Power, not money, is the real currency in organizations. It gets us what we need to stay “alive”. The strongest people make the calls, show us the way to go. And whether we admit it or not, most people want to be seen as powerful. There are lots of ways to become truly influential at work, some that generate positive emotions, and some that aren’t so good. Healthy ways include striving to be the best at building a great team, and being at the center of information flows. When we wield these kinds of power, we feel pretty good about ourselves, and people trust and want to follow us.
Unfortunately, lots of people either don’t know how to get and keep power in positive ways, or they deliberately engage in destructive, even Machiavellian behaviors. They end up withholding information others need, stirring up trouble, and generally wreaking havoc.
Faced with people who are bad at handling power, we feel our jobs – and therefore our lives — are threatened, and we go into survival mode. We shut out everything in the environment except what we think we need to stay safe. Adaptability? Gone. Creativity? Snuffed out. Ability to take in information and make sense of chaos? Nope.
It isn’t easy learning how to deal with your own and other people’s power while maintaining positive relationships and a sense of personal safety and integrity. But it can be done. First, you need to do a gut check. How do you feel about power? Do you shy away from commanding people? Fight authority? Or conversely, are you constantly seeking the safety of someone else’s shadow? Clearly none of these is a healthy or effective approach. But in truth, many people are either caught in dysfunctional dependency upon people with power, or they are counter-dependent — fighting against them — just to prove they can win. These reactions stem from childhood and all of those old messages about how we should deal with authority. It’s a really good idea to do a bit of thinking about those old assumptions — do they still serve you? If not, it may be time to change. Awareness isn’t everything, of course. But honestly assessing your deep feelings and reactions is a good first step on the path to dealing with negative emotions at work.
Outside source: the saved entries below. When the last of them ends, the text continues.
// SPDX-License-Identifier: CEPL-1.0
#![deny(unsafe_op_in_unsafe_fn)]
use anyhow::Result;
use clap::Parser;
use lantern_core::{init_tracing, AppConfig};
use lantern_platform::ResizeTracker;
use lantern_render::{FrameOutcome, RenderSize, Renderer};
use lantern_render_vk::VkRenderer;
use std::path::PathBuf;
use std::time::Instant;
use tracing::{debug, error, info};

use lantern_platform::winit::{
    application::ApplicationHandler,
    dpi::PhysicalSize,
    event::WindowEvent,
    event_loop::{ActiveEventLoop, ControlFlow, EventLoop},
    window::{Window, WindowId},
};

#[derive(Parser, Debug)]
#[command(author, version, about, long_about = None)]
struct Args {
    /// Config file (defaults to ./lantern.toml when present)
    #[arg(long)]
    config: Option<PathBuf>,
    /// OBJ model to draw
    #[arg(long)]
    model: Option<PathBuf>,
    /// Texture applied to the model
    #[arg(long)]
    texture: Option<PathBuf>,
    /// Directory holding vert.spv and frag.spv
    #[arg(long)]
    shaders: Option<PathBuf>,
    /// Enable or disable the Khronos validation layer
    #[arg(long)]
    validation: Option<bool>,
    #[arg(long)]
    frames_in_flight: Option<usize>,
}

impl Args {
    fn resolve(&self) -> Result<AppConfig> {
        let mut cfg = AppConfig::load(self.config.as_deref())?;
        let r = &mut cfg.render;
        if let Some(p) = &self.model {
            r.model_path = p.clone();
        }
        if let Some(p) = &self.texture {
            r.texture_path = p.clone();
        }
        if let Some(p) = &self.shaders {
            r.shader_dir = p.clone();
        }
        if let Some(v) = self.validation {
            r.validation = v;
        }
        if let Some(n) = self.frames_in_flight {
            r.max_frames_in_flight = n;
        }
        cfg.validate()?;
        Ok(cfg)
    }
}

fn render_size(size: PhysicalSize<u32>) -> RenderSize {
    RenderSize {
        width: size.width,
        height: size.height,
    }
}

struct App {
    cfg: AppConfig,
    // Declared before the window so it is dropped first.
    renderer: Option<VkRenderer>,
    window: Option<Window>,
    resize: ResizeTracker,
    failure: Option<anyhow::Error>,

    frames: u32,
    last_fps_instant: Instant,
}

impl App {
    fn fail(&mut self, event_loop: &ActiveEventLoop, e: anyhow::Error) {
        error!("{e:#}");
        self.failure = Some(e);
        self.renderer = None;
        event_loop.exit();
    }

    fn draw(&mut self, event_loop: &ActiveEventLoop) {
        if self.resize.is_degenerate() {
            return;
        }
        let Some(renderer) = self.renderer.as_mut() else {
            return;
        };
        if self.resize.take_pending() {
            renderer.resize(render_size(self.resize.size()));
        }
        match renderer.render() {
            Ok(FrameOutcome::Presented { recreated, .. }) => {
                self.frames = self.frames.saturating_add(1);
                if recreated {
                    debug!("swapchain recreated after present");
                }
            }
            Ok(FrameOutcome::Skipped | FrameOutcome::Deferred) => {}
            Err(e) => self.fail(event_loop, e),
        }
    }
}

impl ApplicationHandler for App {
    fn resumed(&mut self, event_loop: &ActiveEventLoop) {
        if self.window.is_some() {
            return;
        }
        let attrs = Window::default_attributes()
            .with_title(self.cfg.window.title.clone())
            .with_inner_size(PhysicalSize::new(self.cfg.window.width, self.cfg.window.height));
        let window = match event_loop.create_window(attrs) {
            Ok(w) => w,
            Err(e) => return self.fail(event_loop, e.into()),
        };

        let size = window.inner_size();
        self.resize = ResizeTracker::new(size);
        match VkRenderer::new(&window, &window, render_size(size), &self.cfg.render) {
            Ok(r) => self.renderer = Some(r),
            Err(e) => return self.fail(event_loop, e.context("renderer init")),
        }
        info!("window {}x{}", size.width, size.height);

        window.request_redraw();
        self.window = Some(window);
    }

    fn window_event(&mut self, event_loop: &ActiveEventLoop, window_id: WindowId, event: WindowEvent) {
        if self.window.as_ref().is_some_and(|w| w.id() != window_id) {
            return;
        }

        match event {
            WindowEvent::CloseRequested => {
                info!("CloseRequested");
                if let Some(r) = &self.renderer {
                    info!(
                        "presented {} frames, {} swapchain recreations",
                        r.frames_presented(),
                        r.recreations()
                    );
                }
                self.renderer = None;
                self.window = None;
                event_loop.exit();
            }
            WindowEvent::Resized(new_size) => {
                self.resize.on_resized(new_size);
                if !self.resize.is_degenerate() {
                    if let Some(w) = &self.window {
                        w.request_redraw();
                    }
                }
            }
            WindowEvent::RedrawRequested => self.draw(event_loop),
            _ => {}
        }
    }

    fn about_to_wait(&mut self, event_loop: &ActiveEventLoop) {
        if self.renderer.is_none() {
            return;
        }

        // Minimized: sleep until the next window event.
        if self.resize.is_degenerate() {
            event_loop.set_control_flow(ControlFlow::Wait);
            self.frames = 0;
            return;
        }
        event_loop.set_control_flow(ControlFlow::Poll);
        if let Some(w) = &self.window {
            w.request_redraw();
        }

        let now = Instant::now();
        if now.duration_since(self.last_fps_instant).as_secs_f32() >= 1.0 {
            info!("fps ~ {}", self.frames);
            self.frames = 0;
            self.last_fps_instant = now;
        }
    }
}

fn main() -> Result<()> {
    init_tracing();
    let cfg = Args::parse().resolve()?;
    let event_loop: EventLoop<()> = EventLoop::new()?;

    let mut app = App {
        resize: ResizeTracker::new(PhysicalSize::new(cfg.window.width, cfg.window.height)),
        cfg,
        renderer: None,
        window: None,
        failure: None,
        frames: 0,
        last_fps_instant: Instant::now(),
    };

    event_loop.run_app(&mut app)?;
    match app.failure.take() {
        Some(e) => Err(e),
        None => Ok(()),
    }
}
For leaders, deepening your self-awareness will help you acknowledge that people see you as powerful (and maybe even a bit scary). Never forget for a moment that your whisper is a shout. As far as your employees are concerned, you hold their fate in your hands, and your emotions spread easily to them. In the end, knowing how to use your power will enable you to consciously choose to create a climate in which everyone can be and do their best.
Let’s not give in to the dissonance that has become the default in so many companies. Let’s take charge — of ourselves, first.
Annie McKee is a senior fellow at the University of Pennsylvania, director of the PennCLO Executive Doctoral Program and the founder of the Teleos Leadership Institute. She is the author of Primal Leadership with Daniel Goleman and Richard Boyatzis as well as Resonant Leadership and Becoming a Resonant Leader.